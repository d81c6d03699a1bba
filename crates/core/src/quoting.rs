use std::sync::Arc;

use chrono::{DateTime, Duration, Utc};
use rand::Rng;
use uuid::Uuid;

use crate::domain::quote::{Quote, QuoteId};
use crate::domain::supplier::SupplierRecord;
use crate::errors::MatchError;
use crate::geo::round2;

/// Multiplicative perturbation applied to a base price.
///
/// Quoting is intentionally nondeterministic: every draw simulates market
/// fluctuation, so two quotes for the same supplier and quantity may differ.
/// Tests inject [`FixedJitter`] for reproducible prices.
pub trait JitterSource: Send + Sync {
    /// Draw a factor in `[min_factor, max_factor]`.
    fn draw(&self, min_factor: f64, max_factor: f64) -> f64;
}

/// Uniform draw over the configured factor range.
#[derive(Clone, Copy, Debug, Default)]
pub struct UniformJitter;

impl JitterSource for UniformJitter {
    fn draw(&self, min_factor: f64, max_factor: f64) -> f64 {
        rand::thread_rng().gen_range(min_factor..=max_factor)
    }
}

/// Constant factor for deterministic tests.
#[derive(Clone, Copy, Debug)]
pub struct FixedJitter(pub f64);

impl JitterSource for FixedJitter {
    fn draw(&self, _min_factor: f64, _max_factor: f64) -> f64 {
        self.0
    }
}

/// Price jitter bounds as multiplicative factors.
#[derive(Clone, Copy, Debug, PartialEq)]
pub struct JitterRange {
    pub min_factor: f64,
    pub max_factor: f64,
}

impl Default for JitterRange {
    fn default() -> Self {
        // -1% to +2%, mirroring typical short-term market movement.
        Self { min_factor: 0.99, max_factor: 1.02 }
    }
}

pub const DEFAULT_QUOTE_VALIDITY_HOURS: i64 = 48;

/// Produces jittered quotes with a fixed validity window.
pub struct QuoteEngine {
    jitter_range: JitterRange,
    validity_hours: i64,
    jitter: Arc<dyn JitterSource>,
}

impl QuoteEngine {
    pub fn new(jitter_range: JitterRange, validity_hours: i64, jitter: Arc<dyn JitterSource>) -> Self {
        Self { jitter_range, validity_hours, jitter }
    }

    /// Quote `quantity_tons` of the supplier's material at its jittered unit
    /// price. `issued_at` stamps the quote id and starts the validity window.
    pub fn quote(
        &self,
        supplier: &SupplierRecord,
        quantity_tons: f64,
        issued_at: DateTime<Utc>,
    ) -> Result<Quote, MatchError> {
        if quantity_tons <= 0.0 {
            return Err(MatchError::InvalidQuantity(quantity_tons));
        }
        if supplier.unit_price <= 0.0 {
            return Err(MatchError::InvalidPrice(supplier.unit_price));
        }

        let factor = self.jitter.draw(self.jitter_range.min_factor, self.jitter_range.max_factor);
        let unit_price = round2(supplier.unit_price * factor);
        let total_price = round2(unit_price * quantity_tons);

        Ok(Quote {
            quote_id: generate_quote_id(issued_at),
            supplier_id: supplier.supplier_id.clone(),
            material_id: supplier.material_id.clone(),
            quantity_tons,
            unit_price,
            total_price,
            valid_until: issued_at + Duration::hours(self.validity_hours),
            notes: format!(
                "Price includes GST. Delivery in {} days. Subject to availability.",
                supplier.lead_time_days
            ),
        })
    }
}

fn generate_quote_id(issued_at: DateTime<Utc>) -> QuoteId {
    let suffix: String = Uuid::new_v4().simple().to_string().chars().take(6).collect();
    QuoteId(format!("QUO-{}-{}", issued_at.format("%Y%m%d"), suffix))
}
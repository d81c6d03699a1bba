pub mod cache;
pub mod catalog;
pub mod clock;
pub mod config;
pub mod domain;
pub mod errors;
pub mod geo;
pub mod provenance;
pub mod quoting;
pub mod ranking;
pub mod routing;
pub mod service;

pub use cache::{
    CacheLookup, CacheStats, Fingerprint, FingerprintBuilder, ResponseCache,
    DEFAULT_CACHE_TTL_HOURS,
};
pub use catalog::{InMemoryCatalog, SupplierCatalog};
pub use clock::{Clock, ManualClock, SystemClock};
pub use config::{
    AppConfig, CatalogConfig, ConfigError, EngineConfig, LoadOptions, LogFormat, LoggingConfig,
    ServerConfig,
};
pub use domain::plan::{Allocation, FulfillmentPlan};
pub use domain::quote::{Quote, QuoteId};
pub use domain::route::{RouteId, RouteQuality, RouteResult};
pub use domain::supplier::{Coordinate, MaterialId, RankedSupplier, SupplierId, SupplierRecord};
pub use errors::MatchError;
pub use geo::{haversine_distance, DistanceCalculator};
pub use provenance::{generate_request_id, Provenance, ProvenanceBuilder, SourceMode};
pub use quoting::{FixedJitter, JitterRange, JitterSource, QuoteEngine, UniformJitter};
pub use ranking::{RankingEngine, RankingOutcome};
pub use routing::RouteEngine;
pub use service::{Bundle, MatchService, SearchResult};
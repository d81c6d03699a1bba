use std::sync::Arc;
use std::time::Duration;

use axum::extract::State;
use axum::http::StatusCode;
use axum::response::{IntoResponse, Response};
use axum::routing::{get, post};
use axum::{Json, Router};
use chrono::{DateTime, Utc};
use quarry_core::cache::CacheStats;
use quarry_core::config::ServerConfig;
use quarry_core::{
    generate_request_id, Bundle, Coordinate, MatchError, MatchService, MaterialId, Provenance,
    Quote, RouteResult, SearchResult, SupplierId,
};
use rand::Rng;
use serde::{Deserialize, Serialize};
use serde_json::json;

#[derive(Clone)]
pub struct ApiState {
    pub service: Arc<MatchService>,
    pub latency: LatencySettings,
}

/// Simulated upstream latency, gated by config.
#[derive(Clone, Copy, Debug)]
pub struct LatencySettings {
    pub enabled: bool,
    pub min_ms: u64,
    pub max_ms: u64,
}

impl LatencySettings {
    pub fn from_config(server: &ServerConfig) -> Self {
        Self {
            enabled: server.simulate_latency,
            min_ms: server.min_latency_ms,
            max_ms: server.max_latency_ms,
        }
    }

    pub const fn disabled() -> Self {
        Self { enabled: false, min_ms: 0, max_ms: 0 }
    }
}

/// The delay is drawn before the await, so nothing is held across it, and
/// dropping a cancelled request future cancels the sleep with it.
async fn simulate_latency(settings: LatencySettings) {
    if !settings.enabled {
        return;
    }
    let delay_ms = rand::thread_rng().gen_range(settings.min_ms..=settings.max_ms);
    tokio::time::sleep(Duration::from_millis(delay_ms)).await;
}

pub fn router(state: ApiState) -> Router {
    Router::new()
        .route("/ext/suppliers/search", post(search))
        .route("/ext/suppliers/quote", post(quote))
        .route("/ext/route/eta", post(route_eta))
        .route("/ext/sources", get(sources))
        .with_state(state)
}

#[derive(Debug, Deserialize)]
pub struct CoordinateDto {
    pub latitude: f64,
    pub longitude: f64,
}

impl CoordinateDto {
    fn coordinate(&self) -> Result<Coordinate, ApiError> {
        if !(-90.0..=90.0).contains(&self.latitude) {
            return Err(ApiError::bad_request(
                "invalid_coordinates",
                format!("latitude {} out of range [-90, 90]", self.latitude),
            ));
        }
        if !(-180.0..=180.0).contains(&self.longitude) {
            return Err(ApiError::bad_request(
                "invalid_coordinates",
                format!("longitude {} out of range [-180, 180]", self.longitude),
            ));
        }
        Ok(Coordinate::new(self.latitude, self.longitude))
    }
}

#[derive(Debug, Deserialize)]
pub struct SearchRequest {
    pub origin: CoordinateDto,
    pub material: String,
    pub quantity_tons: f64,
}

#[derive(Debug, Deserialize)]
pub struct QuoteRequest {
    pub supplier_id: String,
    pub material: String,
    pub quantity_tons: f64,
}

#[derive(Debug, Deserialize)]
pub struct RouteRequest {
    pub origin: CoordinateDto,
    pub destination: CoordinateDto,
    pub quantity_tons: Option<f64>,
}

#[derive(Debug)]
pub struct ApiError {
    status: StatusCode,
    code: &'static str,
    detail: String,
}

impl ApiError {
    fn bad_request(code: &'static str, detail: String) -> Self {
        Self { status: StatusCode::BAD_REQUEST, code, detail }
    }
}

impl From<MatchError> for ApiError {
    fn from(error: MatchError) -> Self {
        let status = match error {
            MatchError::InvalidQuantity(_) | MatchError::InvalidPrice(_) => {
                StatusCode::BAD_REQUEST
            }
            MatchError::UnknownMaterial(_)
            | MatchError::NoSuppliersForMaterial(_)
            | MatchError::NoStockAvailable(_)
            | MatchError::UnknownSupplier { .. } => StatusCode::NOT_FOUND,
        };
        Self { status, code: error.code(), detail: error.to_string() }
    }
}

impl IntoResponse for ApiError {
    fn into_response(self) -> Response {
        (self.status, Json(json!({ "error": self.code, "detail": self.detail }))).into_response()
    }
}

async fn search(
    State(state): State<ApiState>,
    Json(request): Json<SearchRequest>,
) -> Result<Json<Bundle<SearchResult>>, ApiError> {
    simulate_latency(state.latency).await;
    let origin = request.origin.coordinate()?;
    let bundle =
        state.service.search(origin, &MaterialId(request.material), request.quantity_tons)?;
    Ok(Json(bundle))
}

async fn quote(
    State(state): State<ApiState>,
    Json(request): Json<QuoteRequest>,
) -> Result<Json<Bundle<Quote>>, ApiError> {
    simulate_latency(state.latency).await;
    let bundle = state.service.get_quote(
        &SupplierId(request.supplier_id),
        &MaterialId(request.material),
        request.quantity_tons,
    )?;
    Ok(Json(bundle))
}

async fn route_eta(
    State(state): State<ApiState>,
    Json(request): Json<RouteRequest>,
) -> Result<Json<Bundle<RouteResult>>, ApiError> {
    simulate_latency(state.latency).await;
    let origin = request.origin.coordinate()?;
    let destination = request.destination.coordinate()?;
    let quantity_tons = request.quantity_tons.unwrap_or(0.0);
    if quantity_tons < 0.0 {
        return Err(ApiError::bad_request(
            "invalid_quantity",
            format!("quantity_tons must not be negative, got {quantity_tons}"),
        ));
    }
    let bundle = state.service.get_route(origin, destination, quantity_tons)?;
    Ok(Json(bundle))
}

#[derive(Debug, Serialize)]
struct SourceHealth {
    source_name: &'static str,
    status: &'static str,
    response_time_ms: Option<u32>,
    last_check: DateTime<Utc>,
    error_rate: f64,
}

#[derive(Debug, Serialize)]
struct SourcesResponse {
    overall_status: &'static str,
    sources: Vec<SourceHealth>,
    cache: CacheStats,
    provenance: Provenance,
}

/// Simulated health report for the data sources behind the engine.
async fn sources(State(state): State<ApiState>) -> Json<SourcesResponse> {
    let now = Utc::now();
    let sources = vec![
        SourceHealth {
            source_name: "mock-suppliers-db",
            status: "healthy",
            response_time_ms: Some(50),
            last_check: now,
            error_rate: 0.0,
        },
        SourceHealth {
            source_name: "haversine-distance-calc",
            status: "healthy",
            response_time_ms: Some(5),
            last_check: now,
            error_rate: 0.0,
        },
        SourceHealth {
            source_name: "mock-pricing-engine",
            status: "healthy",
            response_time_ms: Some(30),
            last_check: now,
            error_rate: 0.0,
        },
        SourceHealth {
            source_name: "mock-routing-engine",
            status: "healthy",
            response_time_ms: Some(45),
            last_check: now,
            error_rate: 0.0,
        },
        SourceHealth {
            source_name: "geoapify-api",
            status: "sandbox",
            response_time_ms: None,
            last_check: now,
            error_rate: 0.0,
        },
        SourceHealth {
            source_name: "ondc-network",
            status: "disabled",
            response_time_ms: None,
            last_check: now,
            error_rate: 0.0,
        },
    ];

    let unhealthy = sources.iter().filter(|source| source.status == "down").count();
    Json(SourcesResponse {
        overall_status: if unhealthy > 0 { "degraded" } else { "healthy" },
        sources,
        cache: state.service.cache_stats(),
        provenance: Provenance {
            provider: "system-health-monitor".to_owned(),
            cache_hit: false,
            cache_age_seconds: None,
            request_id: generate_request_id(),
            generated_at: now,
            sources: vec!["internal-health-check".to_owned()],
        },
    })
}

########

◆ WORK INSTRUCTIONS:
Would you please copy every line from the listing above that contains the word "Simulated"?

◆ REPLY:
/// Simulated upstream latency, gated by config.
/// Simulated health report for the data sources behind the engine.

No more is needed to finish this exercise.